The Museum of the Southern Jewish Experience is the product of more than three decades of concerted work to preserve the heritage of Southern Jewry. When Macy Hart started collecting artifacts from small Jewish communities in the South in 1986, it was out of necessity. As Jews in the South gravitated toward cities, these rural communities were at risk of being forgotten. As a last-ditch effort, community leaders would ask Hart to take their ritual objects and Judaica. There are also more unorthodox items in the collection, including a prosthetic leg that once belonged to a Russian Jewish immigrant who settled in Lake Providence, Louisiana.
For years, the collection was displayed at a small museum at the Reform movement’s Jacobs Camp in Utica, Mississippi — a town of fewer than 1,000 people, a 45-minute drive southwest of Jackson. After the museum closed in 2012, the 4,000 items in the collection were put into storage. But people continued to donate artifacts even as the collection languished out of sight.

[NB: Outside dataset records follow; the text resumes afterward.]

// src/game.rs
// The game document and the session controller that owns its lifecycle.
//
// The controller is the single writer of a game's draw log and status. All
// mutation goes copy -> store save -> done; nothing is recorded locally
// before the write confirms, so a failed draw never leaves a ball behind
// that was never persisted.

use std::fmt;
use std::sync::Arc;

use chrono::{DateTime, Utc};
use serde::{Deserialize, Serialize};

use crate::defs::Ball;
use crate::drawlog::DrawLog;
use crate::error::GameError;
use crate::payout;
use crate::pouch::Pouch;
use crate::store::DocumentStore;

/// Lifecycle status of a game. `completed` is terminal.
#[derive(Debug, Clone, Copy, PartialEq, Eq, Serialize, Deserialize)]
#[serde(rename_all = "snake_case")]
pub enum GameStatus {
    Ready,
    InProgress,
    Paused,
    Completed,
}

impl fmt::Display for GameStatus {
    fn fmt(&self, f: &mut fmt::Formatter<'_>) -> fmt::Result {
        let label = match self {
            GameStatus::Ready => "ready",
            GameStatus::InProgress => "in_progress",
            GameStatus::Paused => "paused",
            GameStatus::Completed => "completed",
        };
        write!(f, "{label}")
    }
}

/// Persisted game document (games/{id}).
#[derive(Debug, Clone, Serialize, Deserialize)]
#[serde(rename_all = "camelCase")]
pub struct GameDoc {
    #[serde(default)]
    pub id: String,
    pub event_id: String,
    pub event_name: String,
    pub game_number: u32,
    pub pattern_id: String,
    pub pattern_name: String,
    #[serde(default)]
    pub pattern_description: String,
    pub pattern_difficulty: u8,
    /// Share of the event prize pool assigned by the planner, if planned.
    pub allocated_percentage: Option<f64>,
    pub allocated_amount: Option<f64>,
    pub prize: String,
    pub verification_code: String,
    pub status: GameStatus,
    pub drawn_balls: DrawLog,
    pub created_at: DateTime<Utc>,
    pub start_time: Option<DateTime<Utc>>,
    pub end_time: Option<DateTime<Utc>>,
    pub last_ball_drawn: Option<DateTime<Utc>>,
    /// Whole seconds between start and end, stamped at completion.
    pub duration: Option<i64>,
    pub pot_amount: Option<f64>,
    pub winner_count: Option<u32>,
    pub winner_names: Option<Vec<String>>,
    pub calculated_payout_per_winner: Option<f64>,
    pub actual_payout_per_winner: Option<f64>,
    pub total_actual_payout: Option<f64>,
    pub rounding_loss: Option<f64>,
}

impl GameDoc {
    /// A fresh, unstarted game for an event.
    pub fn new(
        event_id: &str,
        event_name: &str,
        game_number: u32,
        pattern_id: &str,
        pattern_name: &str,
        pattern_description: &str,
        pattern_difficulty: u8,
        prize: &str,
    ) -> Self {
        GameDoc {
            id: String::new(),
            event_id: event_id.to_string(),
            event_name: event_name.to_string(),
            game_number,
            pattern_id: pattern_id.to_string(),
            pattern_name: pattern_name.to_string(),
            pattern_description: pattern_description.to_string(),
            pattern_difficulty,
            allocated_percentage: None,
            allocated_amount: None,
            prize: prize.to_string(),
            verification_code: crate::defs::generate_verification_code(),
            status: GameStatus::Ready,
            drawn_balls: DrawLog::new(),
            created_at: Utc::now(),
            start_time: None,
            end_time: None,
            last_ball_drawn: None,
            duration: None,
            pot_amount: None,
            winner_count: None,
            winner_names: None,
            calculated_payout_per_winner: None,
            actual_payout_per_winner: None,
            total_actual_payout: None,
            rounding_loss: None,
        }
    }

    /// Elapsed game time in whole seconds as of `now`. Always derived from
    /// the stored timestamps; the once-per-second display tick is cosmetic
    /// and never the time source.
    pub fn elapsed_seconds(&self, now: DateTime<Utc>) -> i64 {
        if self.status == GameStatus::Completed {
            return self.duration.unwrap_or(0);
        }
        match self.start_time {
            Some(start) => (now - start).num_seconds().max(0),
            None => 0,
        }
    }
}

/// Host-side controller for one game. Holds the injected store handle and
/// drives every state transition and draw.
pub struct GameSession {
    store: Arc<dyn DocumentStore>,
    game_id: String,
}

impl GameSession {
    pub fn new(store: Arc<dyn DocumentStore>, game_id: impl Into<String>) -> Self {
        GameSession { store, game_id: game_id.into() }
    }

    pub fn game_id(&self) -> &str {
        &self.game_id
    }

    pub fn load(&self) -> Result<GameDoc, GameError> {
        self.store.get_game(&self.game_id)
    }

    /// Start or resume the game. Valid from `ready` and `paused`. The start
    /// timestamp is recorded on the first start only, so pausing never
    /// resets the clock.
    pub fn start(&self) -> Result<GameDoc, GameError> {
        let mut game = self.load()?;
        match game.status {
            GameStatus::Ready | GameStatus::Paused => {}
            status => {
                return Err(GameError::InvalidState { operation: "start the game", status: status.to_string() });
            }
        }

        if game.start_time.is_none() {
            game.start_time = Some(Utc::now());
        }
        game.status = GameStatus::InProgress;
        self.store.save_game(&game)?;
        Ok(game)
    }

    /// Pause a running game. Draw log and timer state are retained.
    pub fn pause(&self) -> Result<GameDoc, GameError> {
        let mut game = self.load()?;
        if game.status != GameStatus::InProgress {
            return Err(GameError::InvalidState { operation: "pause the game", status: game.status.to_string() });
        }

        game.status = GameStatus::Paused;
        self.store.save_game(&game)?;
        Ok(game)
    }

    /// Draw the next ball uniformly at random from the undrawn pool.
    pub fn draw_ball(&self) -> Result<Ball, GameError> {
        let mut game = self.loaded_for_draw()?;
        let ball = Pouch::remaining(&game.drawn_balls).extract()?;
        self.append_draw(&mut game, ball)?;
        Ok(ball)
    }

    /// Record a manually called ball, validating the label against the
    /// letter ranges and the draw log.
    pub fn draw_manual(&self, label: &str) -> Result<Ball, GameError> {
        let mut game = self.loaded_for_draw()?;
        let ball: Ball = label.parse()?;
        self.append_draw(&mut game, ball)?;
        Ok(ball)
    }

    fn loaded_for_draw(&self) -> Result<GameDoc, GameError> {
        let game = self.load()?;
        if game.status != GameStatus::InProgress {
            return Err(GameError::InvalidState { operation: "draw a ball", status: game.status.to_string() });
        }
        Ok(game)
    }

    fn append_draw(&self, game: &mut GameDoc, ball: Ball) -> Result<(), GameError> {
        game.drawn_balls.push(ball)?;
        game.last_ball_drawn = Some(Utc::now());
        self.store.save_game(game)
    }

    /// Finalize the game: run the payout calculator, stamp the end time and
    /// duration, and persist everything with the status flip in one save.
    /// Rejected once completed; finalization happens exactly once.
    pub fn end(
        &self,
        pot_amount: f64,
        winner_count: u32,
        winner_names: Vec<String>,
    ) -> Result<GameDoc, GameError> {
        let mut game = self.load()?;
        match game.status {
            GameStatus::InProgress | GameStatus::Paused => {}
            status => {
                return Err(GameError::InvalidState { operation: "end the game", status: status.to_string() });
            }
        }

        let summary = payout::calculate(pot_amount, winner_count);
        let end_time = Utc::now();

        game.end_time = Some(end_time);
        game.duration = Some(match game.start_time {
            Some(start) => (end_time - start).num_seconds().max(0),
            None => 0,
        });
        game.pot_amount = Some(pot_amount);
        game.winner_count = Some(winner_count);
        game.winner_names = Some(winner_names);
        game.calculated_payout_per_winner = Some(summary.calculated_per_winner);
        game.actual_payout_per_winner = Some(summary.actual_per_winner);
        game.total_actual_payout = Some(summary.total_actual_payout);
        game.rounding_loss = Some(summary.rounding_loss);
        game.status = GameStatus::Completed;

        self.store.save_game(&game)?;
        Ok(game)
    }
}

In 2017, a group of prominent Jewish lay leaders launched a $10 million fundraising campaign to move the collection to New Orleans, home to some 10,000 Jews, and give it a new, permanent home. The museum’s three galleries now occupy part of a nondescript downtown building. It’s a small space, approximately 9,000 square feet, though the museum has plans to expand as its collection grows.
Most of the recent additions have come from donations by community members who rescued them from closets and attics in their families’ homes. With so many items to exhibit, the museum plans to rotate the displays every few months so it can show as much of its collection as possible.
The museum has a form on its website for people to submit their items, but many of the donations came through word of mouth. In a section focusing on the Holocaust and World War II, Tucker points to a large photo of a group of people sitting in a field. The photo, she said, was taken by Paul Arst, a Mississippi Jewish man who was fighting with the Allies in Germany. The people in the photograph were Jews who, until the troops arrived, had been abandoned in a cattle car after their Nazi guards fled.
“This photo has never been seen before because it was tucked in a family scrapbook,” Tucker said.
Indeed, during the opening, Tucker was casually approached by several visitors who wanted to share their own family’s heirlooms or offer stories about photographs in the exhibit.
While many of the visitors at the opening had personal connections to the stories in the exhibition, the goal of the Museum of the Southern Jewish Experience is to be an educational resource for both Jews and non-Jews. Jay Tanenbaum, the chair of the museum’s board, said he expects about 30,000 guests annually, most of whom will not be Jewish. As part of the permanent exhibition, there is a section dedicated to Jewish terms and practices.
“We want to educate visitors about who we are as Southern Jews and how we are part of the American community,” Tanenbaum said. “At the end of the day, education is always the best way to fight antisemitism.”